The Food and Drug Administration is feeling the heat from the public concerned with whether its efforts are adequate to regulate the safety of medical devices. In response, FDA Commissioner Scott Gottlieb, M.D. recently announced steps FDA is taking to ensure the safety of medical devices. “Although medical devices provide great benefits to patients, they also present risks. And we are focusing equal attention on advancing new frameworks for identifying risks and protecting consumers,” said Commissioner Gottlieb.
He noted the FDA is considering what more it can do to better protect patients, while at the same time working closely with patients, providers, and device developers to better understand and address device risk and make sure that the agency appropriately is balancing risk and benefit “I believe that the work in this area has made dramatic differences to the millions of Americans whose lives have been saved or vastly improved by these technologies.”

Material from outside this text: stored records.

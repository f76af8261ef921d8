//! Execution strategies: Immediate, TWAP, VWAP, Iceberg and Participate

pub mod delay;
pub mod engine;
pub mod slicing;

pub use delay::SettlementDelay;
pub use engine::{fill_price, ExecutionStrategyEngine, StrategyParams};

Gottlieb announced the release of Medical Device Safety Action Plan: Protecting Patients, Promoting Public Health. The new Action Plan highlights how the FDA proposes to assure the safety of medical devices. The aim is to see to it that the new advances in technology that are enabling better capabilities and benefits are also harnessed to bring added assurances of safety, so that more patients can benefit from new devices and address unmet needs.
In Gottlieb’s words, here is the intent of the FDA plan:
1. Establish a robust medical device patient safety net in the U.S.;
2. Explore regulatory options to streamline and modernize timely implementation of post-market mitigations;
3. Spur innovation towards safer medical devices;
4. Advance medical device cybersecurity; and
5. Integrate CDRH’s pre-market and post-market offices and activities to advance the use of a Total Product Life Cycle (TPLC) approach to device safety.

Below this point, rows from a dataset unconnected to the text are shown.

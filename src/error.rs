use rust_decimal::Decimal;
use thiserror::Error;
use uuid::Uuid;

/// Main error type for the execution core
#[derive(Error, Debug)]
pub enum WarMachineError {
    // Configuration errors
    #[error("Configuration error: {0}")]
    Config(#[from] config::ConfigError),

    // Network errors
    #[error("HTTP request error: {0}")]
    Http(#[from] reqwest::Error),

    // Serialization errors
    #[error("JSON serialization error: {0}")]
    Json(#[from] serde_json::Error),

    // Submission errors
    #[error("Validation failed: {0}")]
    Validation(String),

    // Order lookup errors
    #[error("Order not found: {order_id}")]
    OrderNotFound { order_id: Uuid },

    // Execution errors
    #[error("Execution error: {0}")]
    Execution(String),

    // State machine errors
    #[error("Invalid state transition: from {from} to {to}")]
    InvalidStateTransition { from: String, to: String },

    // Market data errors
    #[error("Market data unavailable: {0}")]
    MarketDataUnavailable(String),

    #[error("Invalid market data: {0}")]
    InvalidMarketData(String),

    // Notification errors
    #[error("Notification delivery failed: {0}")]
    Notification(String),

    // IO errors
    #[error("IO error: {0}")]
    Io(#[from] std::io::Error),

    // Generic errors
    #[error("Internal error: {0}")]
    Internal(String),

    #[error("{0}")]
    Other(#[from] anyhow::Error),
}

impl WarMachineError {
    /// The order id no longer lives in the active order map.
    ///
    /// Terminal orders are evicted, so callers should read this as
    /// "already finalised" rather than as a fault.
    pub fn is_order_not_found(&self) -> bool {
        matches!(self, WarMachineError::OrderNotFound { .. })
    }

    pub fn is_validation(&self) -> bool {
        matches!(self, WarMachineError::Validation(_))
    }

    pub fn is_execution(&self) -> bool {
        matches!(self, WarMachineError::Execution(_))
    }
}

/// Result type alias for WarMachineError
pub type Result<T> = std::result::Result<T, WarMachineError>;

/// Specific error types for order bookkeeping
#[derive(Error, Debug, Clone)]
pub enum OrderError {
    #[error("Order not found: {order_id}")]
    NotFound { order_id: Uuid },

    #[error("Overfill on order {order_id}: quantity {quantity}, filled {filled}, trade {trade}")]
    Overfill {
        order_id: Uuid,
        quantity: Decimal,
        filled: Decimal,
        trade: Decimal,
    },

    #[error("insufficient position in {symbol}: need {requested}, held {held}")]
    InsufficientPosition {
        symbol: String,
        requested: Decimal,
        held: Decimal,
    },
}

/// Specific error types for risk limit maintenance
#[derive(Error, Debug, Clone)]
pub enum RiskError {
    #[error("{field} must be within (0, 1], got {value}")]
    FractionOutOfRange { field: &'static str, value: Decimal },

    #[error("max_open_positions must be positive")]
    ZeroOpenPositions,
}

impl From<OrderError> for WarMachineError {
    fn from(err: OrderError) -> Self {
        match err {
            OrderError::NotFound { order_id } => WarMachineError::OrderNotFound { order_id },
            other => WarMachineError::Execution(other.to_string()),
        }
    }
}

impl From<RiskError> for WarMachineError {
    fn from(err: RiskError) -> Self {
        WarMachineError::Validation(err.to_string())
    }
}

A key part of the plan is to reorganize some FDA functions that authorize its experts to leverage their knowledge of pre- and post-market information to optimize decision-making. “All medical devices have benefits and risks. And some of these risks are better understood once the device is more widely distributed and used under real-world conditions, in broader patient populations, and by a broader range of clinicians,” commented Gottlieb.

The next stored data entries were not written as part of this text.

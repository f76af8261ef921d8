//! Execution Platform - queueing, risk gating, order lifecycle and orchestration
//!
//! Orders enter through [`ExecutionEngine`], wait in the priority queue, pass
//! the risk gate and are worked by the strategy engine before booking.

mod dispatch;
mod engine;
mod order_manager;
mod queue;
mod risk;
mod traits;
mod types;

pub use engine::ExecutionEngine;
pub use order_manager::OrderManager;
pub use queue::{PriorityOrderQueue, QueueStats, QueuedOrder, SharedOrderQueue};
pub use risk::{BlockReason, DailyRiskStats, RiskCheckResult, RiskGate, RiskLimits};
pub use traits::{MarketDataProvider, NotificationSink};
pub use types::{
    ExecutionEvent, ExecutionMetrics, ExecutionStats, OrderPriority, ZeroFillPolicy,
    NO_FILL_REASON,
};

He disclosed what some of those steps might be. He noted that the safe use of a device may require more than information in the labeling provided to physicians. “To deliver reasonable assurance of safety and effectiveness for certain highly complex technologies, we may need to require additional training or user education. To do this efficiently under our existing authorities, we’ll consider issuing an umbrella regulation to identify these devices and mandate these requirements. “
Another possibility, on a case-by-case basis, would be to invoke restricted device authority to increase patient protection for highest risk devices when such measures are needed.
The FDA Commission warned, “when the benefit-risk profile of a specific device requires us to increase our regulatory oversight, we’ll consider whether issuing an order specific to that device is the best way to impose requirements to protect patients from harm, while still permitting access to the device for those patients who may benefit from it.”